Collected data entries
-------------------------
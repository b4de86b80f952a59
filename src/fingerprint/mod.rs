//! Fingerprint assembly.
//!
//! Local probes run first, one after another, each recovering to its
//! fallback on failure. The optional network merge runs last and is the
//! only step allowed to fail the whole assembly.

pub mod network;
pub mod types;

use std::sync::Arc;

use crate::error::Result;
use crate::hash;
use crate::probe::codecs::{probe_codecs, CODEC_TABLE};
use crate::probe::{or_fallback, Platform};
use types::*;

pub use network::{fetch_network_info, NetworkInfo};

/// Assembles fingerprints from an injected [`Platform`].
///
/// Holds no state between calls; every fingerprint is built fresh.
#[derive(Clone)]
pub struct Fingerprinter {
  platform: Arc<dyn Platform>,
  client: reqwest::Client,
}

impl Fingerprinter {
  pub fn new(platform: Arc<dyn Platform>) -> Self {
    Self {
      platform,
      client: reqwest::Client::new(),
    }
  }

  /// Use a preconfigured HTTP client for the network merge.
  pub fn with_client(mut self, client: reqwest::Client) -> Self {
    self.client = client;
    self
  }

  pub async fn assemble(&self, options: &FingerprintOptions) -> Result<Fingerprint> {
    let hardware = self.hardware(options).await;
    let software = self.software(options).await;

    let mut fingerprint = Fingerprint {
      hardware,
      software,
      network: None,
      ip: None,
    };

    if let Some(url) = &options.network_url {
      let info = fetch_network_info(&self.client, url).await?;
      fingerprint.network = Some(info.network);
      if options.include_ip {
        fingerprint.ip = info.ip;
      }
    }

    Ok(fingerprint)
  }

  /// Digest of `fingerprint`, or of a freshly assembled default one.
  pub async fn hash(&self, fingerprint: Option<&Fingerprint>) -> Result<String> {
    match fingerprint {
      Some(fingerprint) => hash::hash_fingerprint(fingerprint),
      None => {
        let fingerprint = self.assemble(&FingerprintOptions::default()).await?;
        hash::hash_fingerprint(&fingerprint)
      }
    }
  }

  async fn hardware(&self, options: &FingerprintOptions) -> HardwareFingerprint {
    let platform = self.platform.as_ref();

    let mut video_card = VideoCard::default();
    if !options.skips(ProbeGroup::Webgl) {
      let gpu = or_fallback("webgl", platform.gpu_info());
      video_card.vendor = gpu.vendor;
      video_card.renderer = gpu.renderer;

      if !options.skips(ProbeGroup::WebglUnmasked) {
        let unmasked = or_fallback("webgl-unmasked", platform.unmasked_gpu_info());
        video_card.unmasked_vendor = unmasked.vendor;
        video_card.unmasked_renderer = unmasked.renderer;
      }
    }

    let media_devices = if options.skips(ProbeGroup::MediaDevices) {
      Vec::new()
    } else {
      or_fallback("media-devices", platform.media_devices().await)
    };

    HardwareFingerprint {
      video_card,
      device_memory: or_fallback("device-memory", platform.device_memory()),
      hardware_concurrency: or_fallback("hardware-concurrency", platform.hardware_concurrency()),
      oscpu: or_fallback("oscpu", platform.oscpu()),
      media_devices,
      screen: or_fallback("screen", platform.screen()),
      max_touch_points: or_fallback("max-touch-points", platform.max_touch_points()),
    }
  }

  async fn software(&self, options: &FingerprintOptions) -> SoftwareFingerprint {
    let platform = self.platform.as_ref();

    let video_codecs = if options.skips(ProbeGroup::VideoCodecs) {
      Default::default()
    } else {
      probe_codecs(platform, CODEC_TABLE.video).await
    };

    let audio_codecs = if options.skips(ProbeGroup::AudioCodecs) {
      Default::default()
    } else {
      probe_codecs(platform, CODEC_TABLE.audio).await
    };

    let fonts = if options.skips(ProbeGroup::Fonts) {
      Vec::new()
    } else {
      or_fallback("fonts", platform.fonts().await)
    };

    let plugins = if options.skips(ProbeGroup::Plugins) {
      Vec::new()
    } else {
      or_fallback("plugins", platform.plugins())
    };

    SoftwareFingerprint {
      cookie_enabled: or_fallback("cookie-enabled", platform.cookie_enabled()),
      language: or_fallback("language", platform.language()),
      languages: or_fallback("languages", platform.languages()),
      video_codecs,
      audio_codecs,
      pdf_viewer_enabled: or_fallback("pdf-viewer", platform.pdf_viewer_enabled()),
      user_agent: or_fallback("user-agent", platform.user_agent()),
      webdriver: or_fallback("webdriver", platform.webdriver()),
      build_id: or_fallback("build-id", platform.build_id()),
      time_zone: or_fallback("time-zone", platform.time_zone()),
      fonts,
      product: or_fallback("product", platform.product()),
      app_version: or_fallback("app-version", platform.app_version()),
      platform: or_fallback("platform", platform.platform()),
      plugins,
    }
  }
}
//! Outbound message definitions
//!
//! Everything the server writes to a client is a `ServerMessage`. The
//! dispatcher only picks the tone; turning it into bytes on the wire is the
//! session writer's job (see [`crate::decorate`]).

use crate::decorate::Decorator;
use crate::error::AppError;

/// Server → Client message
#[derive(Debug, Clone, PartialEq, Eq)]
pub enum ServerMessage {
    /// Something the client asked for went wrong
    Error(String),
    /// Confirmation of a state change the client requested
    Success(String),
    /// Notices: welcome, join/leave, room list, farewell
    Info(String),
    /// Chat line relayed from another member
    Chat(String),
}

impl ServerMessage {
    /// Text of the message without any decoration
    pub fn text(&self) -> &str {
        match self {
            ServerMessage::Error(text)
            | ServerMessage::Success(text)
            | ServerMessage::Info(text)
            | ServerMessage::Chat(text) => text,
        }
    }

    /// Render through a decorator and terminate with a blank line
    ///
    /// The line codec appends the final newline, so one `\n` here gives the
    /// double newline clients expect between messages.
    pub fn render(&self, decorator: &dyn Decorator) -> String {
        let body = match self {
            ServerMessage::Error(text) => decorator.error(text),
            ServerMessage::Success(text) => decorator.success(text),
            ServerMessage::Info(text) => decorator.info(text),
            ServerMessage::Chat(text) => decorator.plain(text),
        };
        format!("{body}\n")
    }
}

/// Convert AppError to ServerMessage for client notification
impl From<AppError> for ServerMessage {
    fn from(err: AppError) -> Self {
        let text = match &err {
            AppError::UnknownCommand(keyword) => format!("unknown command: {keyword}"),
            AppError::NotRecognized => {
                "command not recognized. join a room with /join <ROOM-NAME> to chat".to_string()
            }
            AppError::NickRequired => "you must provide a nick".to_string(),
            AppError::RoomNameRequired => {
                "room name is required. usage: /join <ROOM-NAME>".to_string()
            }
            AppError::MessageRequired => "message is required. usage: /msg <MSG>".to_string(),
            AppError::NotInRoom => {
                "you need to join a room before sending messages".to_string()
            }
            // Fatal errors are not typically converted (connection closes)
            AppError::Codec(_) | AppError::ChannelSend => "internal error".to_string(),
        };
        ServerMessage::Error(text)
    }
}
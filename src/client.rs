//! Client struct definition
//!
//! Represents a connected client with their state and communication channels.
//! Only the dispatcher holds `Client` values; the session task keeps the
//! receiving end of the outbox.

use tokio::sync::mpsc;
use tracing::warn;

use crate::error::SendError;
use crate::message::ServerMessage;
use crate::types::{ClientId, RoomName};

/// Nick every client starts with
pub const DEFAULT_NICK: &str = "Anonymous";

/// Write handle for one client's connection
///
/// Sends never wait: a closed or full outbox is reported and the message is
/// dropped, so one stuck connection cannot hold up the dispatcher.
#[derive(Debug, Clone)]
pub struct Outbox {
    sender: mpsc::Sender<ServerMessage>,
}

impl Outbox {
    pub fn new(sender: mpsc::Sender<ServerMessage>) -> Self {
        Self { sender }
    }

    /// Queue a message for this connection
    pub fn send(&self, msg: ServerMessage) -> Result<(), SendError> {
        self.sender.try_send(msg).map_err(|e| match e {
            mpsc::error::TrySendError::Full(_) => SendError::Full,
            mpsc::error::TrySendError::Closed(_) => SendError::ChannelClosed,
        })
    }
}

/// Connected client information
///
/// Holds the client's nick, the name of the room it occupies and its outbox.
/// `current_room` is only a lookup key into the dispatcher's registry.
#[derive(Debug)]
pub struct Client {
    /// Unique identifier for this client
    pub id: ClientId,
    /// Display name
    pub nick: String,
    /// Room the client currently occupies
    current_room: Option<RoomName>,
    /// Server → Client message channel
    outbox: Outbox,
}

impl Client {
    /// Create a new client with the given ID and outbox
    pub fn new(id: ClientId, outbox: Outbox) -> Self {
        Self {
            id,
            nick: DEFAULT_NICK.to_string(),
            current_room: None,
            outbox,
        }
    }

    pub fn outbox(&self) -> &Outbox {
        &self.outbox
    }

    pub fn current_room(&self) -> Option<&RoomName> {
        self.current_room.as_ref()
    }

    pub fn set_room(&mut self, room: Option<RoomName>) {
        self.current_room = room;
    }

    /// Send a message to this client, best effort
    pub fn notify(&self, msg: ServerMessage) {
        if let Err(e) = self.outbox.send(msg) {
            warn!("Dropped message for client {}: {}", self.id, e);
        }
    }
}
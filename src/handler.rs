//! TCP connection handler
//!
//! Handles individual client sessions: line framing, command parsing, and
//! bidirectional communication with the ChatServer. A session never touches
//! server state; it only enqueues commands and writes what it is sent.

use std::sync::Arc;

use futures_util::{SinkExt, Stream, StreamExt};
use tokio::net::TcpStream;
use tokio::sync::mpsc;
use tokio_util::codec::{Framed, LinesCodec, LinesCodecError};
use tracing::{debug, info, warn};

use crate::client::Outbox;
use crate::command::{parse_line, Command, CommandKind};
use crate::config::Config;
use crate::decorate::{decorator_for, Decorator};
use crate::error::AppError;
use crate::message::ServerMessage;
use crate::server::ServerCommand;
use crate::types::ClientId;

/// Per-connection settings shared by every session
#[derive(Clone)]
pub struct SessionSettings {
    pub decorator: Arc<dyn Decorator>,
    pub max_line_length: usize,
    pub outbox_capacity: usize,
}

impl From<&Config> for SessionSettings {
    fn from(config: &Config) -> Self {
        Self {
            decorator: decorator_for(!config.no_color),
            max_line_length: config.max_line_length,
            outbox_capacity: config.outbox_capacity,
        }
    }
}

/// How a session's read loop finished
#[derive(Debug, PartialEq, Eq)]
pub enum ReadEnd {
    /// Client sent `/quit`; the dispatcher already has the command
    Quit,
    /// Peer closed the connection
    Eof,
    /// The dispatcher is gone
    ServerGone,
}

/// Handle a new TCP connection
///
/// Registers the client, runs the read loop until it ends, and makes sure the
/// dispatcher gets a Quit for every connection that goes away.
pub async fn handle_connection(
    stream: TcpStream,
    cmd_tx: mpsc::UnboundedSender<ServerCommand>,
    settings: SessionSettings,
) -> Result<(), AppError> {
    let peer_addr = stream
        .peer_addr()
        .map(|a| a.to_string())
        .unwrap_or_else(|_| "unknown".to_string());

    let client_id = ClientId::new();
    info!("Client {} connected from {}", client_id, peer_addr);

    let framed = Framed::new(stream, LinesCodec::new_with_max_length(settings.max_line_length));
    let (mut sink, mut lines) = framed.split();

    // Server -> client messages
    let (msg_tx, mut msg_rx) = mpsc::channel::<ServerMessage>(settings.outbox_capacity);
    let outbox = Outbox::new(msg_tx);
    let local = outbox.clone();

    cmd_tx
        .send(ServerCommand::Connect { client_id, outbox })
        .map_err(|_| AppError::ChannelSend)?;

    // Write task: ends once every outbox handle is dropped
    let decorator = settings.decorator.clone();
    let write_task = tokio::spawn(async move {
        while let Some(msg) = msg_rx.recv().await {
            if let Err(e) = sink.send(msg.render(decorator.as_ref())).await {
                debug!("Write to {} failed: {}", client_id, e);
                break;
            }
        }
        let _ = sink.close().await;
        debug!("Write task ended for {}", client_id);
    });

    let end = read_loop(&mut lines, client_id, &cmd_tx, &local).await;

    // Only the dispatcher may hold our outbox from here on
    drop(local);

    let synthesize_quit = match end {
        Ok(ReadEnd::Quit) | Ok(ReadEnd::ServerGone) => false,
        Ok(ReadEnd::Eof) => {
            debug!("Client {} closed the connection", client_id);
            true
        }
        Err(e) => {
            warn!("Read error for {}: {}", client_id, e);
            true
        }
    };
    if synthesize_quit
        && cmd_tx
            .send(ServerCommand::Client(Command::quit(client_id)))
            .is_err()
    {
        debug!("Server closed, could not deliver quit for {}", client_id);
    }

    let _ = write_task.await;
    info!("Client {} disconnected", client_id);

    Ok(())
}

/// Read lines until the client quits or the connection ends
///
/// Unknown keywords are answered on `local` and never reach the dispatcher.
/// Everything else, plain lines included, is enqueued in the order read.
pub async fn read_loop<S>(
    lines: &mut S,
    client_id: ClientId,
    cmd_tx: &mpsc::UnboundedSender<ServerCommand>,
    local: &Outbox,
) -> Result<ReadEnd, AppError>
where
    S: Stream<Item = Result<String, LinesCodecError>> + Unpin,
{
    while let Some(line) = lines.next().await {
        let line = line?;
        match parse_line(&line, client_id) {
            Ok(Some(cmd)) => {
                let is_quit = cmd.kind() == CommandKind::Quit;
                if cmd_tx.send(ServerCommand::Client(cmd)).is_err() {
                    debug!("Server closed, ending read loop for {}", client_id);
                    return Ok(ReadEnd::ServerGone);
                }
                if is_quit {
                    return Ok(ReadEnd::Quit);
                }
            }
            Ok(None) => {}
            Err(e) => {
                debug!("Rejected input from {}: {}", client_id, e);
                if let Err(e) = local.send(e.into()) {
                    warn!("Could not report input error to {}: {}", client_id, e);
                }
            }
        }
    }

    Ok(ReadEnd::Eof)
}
-------------------------
**Requirement**
Show every line from the entries that includes the word "types".

**Response area**
pub mod types;
use types::*;
use crate::types::{ClientId, RoomName};
use crate::types::ClientId;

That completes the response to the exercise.